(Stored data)
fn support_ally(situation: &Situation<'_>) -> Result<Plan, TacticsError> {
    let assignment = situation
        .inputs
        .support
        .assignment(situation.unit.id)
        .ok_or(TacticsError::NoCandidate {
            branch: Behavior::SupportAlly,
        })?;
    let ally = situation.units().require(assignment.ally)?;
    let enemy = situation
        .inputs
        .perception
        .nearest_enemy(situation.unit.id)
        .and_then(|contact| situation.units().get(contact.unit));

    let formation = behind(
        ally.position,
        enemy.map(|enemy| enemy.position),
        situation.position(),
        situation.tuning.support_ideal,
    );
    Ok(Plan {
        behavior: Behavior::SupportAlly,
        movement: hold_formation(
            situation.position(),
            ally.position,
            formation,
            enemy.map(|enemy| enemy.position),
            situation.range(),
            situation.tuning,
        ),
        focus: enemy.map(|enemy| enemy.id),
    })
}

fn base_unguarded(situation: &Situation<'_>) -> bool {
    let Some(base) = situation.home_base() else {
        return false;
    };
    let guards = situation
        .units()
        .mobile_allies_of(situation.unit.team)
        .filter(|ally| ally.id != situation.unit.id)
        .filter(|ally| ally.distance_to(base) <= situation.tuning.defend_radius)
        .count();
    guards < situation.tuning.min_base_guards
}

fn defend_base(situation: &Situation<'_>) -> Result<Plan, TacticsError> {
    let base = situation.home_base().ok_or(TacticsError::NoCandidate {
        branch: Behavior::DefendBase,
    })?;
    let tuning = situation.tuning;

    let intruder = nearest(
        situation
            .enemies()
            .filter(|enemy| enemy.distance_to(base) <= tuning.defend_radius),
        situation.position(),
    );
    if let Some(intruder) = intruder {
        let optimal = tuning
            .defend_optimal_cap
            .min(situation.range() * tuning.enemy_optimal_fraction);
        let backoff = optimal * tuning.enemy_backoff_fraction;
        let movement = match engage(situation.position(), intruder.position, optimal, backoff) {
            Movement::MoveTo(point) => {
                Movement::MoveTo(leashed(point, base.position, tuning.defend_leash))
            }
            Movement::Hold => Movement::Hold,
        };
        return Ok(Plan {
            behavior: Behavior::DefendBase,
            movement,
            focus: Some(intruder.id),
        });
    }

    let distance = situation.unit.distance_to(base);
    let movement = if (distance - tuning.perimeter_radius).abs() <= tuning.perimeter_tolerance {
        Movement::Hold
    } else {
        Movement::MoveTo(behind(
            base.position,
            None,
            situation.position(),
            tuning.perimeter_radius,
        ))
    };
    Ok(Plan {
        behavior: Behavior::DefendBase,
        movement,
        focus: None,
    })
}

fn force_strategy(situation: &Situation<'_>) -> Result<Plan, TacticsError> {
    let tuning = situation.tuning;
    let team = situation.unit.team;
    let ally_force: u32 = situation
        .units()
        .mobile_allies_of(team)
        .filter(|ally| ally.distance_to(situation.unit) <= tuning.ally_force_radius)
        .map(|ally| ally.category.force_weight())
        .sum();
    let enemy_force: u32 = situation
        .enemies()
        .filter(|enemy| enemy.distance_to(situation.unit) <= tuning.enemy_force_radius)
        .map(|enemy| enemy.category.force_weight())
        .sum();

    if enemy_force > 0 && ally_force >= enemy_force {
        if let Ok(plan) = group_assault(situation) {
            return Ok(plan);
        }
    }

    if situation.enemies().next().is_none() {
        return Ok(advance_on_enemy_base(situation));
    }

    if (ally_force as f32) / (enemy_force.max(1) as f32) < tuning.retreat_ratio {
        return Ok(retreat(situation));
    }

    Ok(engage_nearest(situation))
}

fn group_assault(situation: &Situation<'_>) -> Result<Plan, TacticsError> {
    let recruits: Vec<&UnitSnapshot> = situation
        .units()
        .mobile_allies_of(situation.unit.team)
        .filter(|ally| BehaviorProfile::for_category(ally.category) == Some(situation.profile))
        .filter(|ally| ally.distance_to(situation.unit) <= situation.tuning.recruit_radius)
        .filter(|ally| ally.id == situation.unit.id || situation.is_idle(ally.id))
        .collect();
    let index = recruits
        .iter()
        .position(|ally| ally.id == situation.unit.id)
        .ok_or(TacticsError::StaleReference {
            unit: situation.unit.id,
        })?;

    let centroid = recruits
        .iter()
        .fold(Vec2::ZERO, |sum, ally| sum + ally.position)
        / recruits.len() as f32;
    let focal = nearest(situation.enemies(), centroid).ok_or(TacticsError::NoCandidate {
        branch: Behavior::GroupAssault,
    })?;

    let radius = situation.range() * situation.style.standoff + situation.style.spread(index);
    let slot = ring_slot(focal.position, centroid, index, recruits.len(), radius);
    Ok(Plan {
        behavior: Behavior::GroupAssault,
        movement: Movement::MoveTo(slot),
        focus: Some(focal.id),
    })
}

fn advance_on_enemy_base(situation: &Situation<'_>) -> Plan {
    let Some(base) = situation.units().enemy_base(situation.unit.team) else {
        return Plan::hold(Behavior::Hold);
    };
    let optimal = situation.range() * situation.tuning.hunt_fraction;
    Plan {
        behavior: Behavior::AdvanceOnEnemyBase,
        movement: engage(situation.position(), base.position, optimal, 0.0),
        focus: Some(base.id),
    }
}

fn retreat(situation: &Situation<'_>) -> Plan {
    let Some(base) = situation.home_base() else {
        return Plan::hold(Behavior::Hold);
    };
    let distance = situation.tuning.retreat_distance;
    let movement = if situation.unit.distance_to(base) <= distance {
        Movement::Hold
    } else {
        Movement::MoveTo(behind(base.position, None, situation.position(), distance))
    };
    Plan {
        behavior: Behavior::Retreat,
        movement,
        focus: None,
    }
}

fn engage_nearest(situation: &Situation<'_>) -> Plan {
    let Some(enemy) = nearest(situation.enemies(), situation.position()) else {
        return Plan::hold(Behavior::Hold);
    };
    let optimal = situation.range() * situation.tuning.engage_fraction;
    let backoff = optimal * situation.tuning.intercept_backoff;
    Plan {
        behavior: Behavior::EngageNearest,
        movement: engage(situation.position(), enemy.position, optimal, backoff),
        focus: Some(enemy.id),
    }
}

* * *

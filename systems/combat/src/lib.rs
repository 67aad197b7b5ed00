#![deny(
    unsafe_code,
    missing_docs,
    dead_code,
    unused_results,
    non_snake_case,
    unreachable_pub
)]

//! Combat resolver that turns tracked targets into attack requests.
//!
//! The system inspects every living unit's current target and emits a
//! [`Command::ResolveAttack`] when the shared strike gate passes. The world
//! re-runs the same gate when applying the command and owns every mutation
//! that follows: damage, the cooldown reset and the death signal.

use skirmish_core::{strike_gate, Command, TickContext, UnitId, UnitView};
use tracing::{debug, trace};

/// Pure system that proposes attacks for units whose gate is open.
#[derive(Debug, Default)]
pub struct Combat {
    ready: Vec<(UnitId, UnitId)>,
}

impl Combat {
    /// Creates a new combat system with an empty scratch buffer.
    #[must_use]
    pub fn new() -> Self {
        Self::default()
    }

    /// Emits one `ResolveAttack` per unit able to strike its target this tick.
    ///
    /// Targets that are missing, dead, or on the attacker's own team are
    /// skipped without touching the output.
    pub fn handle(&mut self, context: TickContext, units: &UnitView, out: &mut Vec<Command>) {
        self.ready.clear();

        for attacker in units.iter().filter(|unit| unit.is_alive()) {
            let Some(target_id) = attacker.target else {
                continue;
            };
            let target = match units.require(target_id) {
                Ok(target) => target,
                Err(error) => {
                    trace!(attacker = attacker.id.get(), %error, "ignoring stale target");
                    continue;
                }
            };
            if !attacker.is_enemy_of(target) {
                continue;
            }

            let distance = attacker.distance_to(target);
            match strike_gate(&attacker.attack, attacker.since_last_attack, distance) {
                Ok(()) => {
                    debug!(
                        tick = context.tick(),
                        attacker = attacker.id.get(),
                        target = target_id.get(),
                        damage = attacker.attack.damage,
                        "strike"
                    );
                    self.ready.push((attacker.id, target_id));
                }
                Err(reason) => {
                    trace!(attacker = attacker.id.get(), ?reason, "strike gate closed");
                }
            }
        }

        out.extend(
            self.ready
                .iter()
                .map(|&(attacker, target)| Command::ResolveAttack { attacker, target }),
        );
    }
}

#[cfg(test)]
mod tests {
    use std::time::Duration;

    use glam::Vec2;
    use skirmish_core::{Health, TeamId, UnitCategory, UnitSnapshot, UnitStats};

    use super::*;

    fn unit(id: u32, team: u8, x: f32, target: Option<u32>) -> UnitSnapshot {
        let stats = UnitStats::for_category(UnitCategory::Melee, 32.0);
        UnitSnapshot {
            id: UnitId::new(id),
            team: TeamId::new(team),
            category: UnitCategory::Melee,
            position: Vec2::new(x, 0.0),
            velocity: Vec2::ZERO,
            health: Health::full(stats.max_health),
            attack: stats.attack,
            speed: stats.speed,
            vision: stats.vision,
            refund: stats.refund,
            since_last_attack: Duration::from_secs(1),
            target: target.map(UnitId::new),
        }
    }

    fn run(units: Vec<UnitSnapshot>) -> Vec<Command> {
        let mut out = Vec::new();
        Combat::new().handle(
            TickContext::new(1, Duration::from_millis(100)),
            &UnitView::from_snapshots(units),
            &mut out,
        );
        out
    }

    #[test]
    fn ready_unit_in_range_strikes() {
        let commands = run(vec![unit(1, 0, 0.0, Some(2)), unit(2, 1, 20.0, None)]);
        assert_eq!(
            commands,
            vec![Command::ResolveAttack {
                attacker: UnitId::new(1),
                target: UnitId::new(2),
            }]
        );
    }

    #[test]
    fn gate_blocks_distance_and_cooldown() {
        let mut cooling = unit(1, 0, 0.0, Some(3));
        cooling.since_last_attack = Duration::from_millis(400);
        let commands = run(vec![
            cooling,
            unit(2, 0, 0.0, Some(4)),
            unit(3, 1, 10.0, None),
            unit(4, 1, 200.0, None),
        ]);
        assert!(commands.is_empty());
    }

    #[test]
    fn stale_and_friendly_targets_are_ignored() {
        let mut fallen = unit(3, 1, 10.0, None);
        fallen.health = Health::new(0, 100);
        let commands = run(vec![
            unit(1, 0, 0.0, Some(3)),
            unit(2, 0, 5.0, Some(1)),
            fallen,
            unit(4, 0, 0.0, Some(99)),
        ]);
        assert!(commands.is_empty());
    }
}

* * *

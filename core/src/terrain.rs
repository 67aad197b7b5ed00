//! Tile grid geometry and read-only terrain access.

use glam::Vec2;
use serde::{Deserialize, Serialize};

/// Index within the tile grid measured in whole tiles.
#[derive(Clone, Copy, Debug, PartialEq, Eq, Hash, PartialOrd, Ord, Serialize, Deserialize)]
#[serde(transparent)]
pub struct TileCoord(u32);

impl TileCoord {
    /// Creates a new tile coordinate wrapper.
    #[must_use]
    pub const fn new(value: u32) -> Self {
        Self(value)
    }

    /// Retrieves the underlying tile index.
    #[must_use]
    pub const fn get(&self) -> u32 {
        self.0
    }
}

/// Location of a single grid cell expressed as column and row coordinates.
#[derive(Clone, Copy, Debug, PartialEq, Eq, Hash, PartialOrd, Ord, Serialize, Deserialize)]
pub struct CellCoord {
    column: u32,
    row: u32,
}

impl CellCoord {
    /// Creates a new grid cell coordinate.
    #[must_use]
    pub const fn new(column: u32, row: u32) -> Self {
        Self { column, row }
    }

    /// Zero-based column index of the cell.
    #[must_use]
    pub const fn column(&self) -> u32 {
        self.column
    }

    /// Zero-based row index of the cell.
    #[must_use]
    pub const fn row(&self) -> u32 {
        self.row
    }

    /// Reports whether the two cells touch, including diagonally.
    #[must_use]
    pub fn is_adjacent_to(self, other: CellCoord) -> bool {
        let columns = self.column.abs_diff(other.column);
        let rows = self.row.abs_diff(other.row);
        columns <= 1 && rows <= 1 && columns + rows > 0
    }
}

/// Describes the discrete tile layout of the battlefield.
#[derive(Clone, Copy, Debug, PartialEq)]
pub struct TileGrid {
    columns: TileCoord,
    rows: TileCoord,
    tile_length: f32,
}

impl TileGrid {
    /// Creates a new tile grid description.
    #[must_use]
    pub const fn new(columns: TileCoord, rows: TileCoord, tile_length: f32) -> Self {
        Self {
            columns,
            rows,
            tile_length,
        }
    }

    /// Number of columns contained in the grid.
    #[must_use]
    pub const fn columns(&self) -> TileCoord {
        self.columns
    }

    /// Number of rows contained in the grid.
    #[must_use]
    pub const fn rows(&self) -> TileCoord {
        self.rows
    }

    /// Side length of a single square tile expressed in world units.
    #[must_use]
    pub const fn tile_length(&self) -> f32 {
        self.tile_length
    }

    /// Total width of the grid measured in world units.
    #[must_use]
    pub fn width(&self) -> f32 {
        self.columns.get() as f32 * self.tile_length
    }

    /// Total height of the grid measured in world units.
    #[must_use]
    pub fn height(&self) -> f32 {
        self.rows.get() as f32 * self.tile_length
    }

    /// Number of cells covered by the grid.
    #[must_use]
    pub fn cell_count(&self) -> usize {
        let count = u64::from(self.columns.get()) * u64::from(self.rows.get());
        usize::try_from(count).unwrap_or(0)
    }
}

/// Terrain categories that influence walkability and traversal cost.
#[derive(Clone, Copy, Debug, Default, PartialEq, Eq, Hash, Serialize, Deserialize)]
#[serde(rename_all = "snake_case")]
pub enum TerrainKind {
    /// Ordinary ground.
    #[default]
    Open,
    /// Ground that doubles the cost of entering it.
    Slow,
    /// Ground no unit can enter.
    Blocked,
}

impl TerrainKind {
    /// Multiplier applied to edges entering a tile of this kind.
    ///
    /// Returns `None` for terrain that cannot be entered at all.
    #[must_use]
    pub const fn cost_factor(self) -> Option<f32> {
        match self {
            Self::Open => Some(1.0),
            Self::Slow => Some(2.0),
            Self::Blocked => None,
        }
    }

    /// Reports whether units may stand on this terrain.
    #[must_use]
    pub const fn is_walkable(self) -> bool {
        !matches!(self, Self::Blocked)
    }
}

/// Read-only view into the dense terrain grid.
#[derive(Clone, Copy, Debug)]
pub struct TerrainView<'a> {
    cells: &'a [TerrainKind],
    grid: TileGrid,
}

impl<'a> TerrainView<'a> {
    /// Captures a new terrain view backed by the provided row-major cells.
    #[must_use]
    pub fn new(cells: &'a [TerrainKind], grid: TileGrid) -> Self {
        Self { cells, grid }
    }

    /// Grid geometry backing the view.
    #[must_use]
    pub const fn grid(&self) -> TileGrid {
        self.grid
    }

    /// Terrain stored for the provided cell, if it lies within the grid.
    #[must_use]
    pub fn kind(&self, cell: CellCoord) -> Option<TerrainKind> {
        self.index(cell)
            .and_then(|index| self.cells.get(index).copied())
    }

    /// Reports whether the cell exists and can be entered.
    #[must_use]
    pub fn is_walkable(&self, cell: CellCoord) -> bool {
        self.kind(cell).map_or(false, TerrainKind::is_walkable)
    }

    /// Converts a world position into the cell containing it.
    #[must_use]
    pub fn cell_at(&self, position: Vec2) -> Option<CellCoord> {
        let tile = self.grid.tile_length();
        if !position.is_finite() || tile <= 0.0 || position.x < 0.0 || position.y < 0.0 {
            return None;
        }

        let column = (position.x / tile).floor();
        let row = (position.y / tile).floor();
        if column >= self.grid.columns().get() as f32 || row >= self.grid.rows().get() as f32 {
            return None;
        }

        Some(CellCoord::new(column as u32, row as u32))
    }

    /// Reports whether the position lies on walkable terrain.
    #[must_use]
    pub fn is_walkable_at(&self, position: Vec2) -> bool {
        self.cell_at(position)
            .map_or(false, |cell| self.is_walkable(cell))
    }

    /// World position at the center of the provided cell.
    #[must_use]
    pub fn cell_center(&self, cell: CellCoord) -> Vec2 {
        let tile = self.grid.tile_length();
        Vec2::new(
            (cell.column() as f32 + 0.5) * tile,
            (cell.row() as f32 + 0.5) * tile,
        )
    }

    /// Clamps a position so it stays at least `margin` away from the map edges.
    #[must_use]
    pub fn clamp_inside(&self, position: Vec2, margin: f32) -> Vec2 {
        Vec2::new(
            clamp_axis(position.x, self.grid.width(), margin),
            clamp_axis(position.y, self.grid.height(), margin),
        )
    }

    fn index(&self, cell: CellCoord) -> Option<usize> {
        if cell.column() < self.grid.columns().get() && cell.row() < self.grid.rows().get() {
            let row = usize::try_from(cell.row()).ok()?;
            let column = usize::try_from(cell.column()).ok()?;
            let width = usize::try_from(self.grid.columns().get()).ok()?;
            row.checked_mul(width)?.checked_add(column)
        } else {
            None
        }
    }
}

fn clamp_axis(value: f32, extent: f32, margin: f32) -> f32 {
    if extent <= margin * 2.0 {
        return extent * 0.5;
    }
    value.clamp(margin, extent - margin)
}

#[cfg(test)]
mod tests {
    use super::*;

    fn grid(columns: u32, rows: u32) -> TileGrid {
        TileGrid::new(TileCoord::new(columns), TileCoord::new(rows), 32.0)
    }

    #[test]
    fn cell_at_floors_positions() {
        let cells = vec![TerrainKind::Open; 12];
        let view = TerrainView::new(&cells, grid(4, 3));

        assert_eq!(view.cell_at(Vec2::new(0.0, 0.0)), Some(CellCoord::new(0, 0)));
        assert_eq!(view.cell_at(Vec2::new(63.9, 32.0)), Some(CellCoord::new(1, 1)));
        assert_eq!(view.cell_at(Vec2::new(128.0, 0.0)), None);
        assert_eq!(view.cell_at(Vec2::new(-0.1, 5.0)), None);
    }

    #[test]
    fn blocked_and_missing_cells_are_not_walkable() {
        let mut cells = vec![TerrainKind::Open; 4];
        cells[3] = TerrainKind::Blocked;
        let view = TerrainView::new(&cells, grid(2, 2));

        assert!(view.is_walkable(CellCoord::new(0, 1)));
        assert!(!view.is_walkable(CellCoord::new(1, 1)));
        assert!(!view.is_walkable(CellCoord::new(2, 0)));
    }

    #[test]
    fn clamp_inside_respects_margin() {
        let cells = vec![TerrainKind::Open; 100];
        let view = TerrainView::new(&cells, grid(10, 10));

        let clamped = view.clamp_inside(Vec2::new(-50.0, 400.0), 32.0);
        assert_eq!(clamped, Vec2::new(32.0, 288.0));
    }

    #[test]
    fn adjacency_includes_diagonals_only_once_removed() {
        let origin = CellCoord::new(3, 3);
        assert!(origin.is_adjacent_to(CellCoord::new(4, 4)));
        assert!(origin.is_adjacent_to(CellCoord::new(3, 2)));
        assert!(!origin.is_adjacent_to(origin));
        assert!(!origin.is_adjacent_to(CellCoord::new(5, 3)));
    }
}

▸ **Assignment**
Search the data above for the string "reason". Report every line where it is found.

▸ **Reply**
                Err(reason) => {
                    trace!(attacker = attacker.id.get(), ?reason, "strike gate closed");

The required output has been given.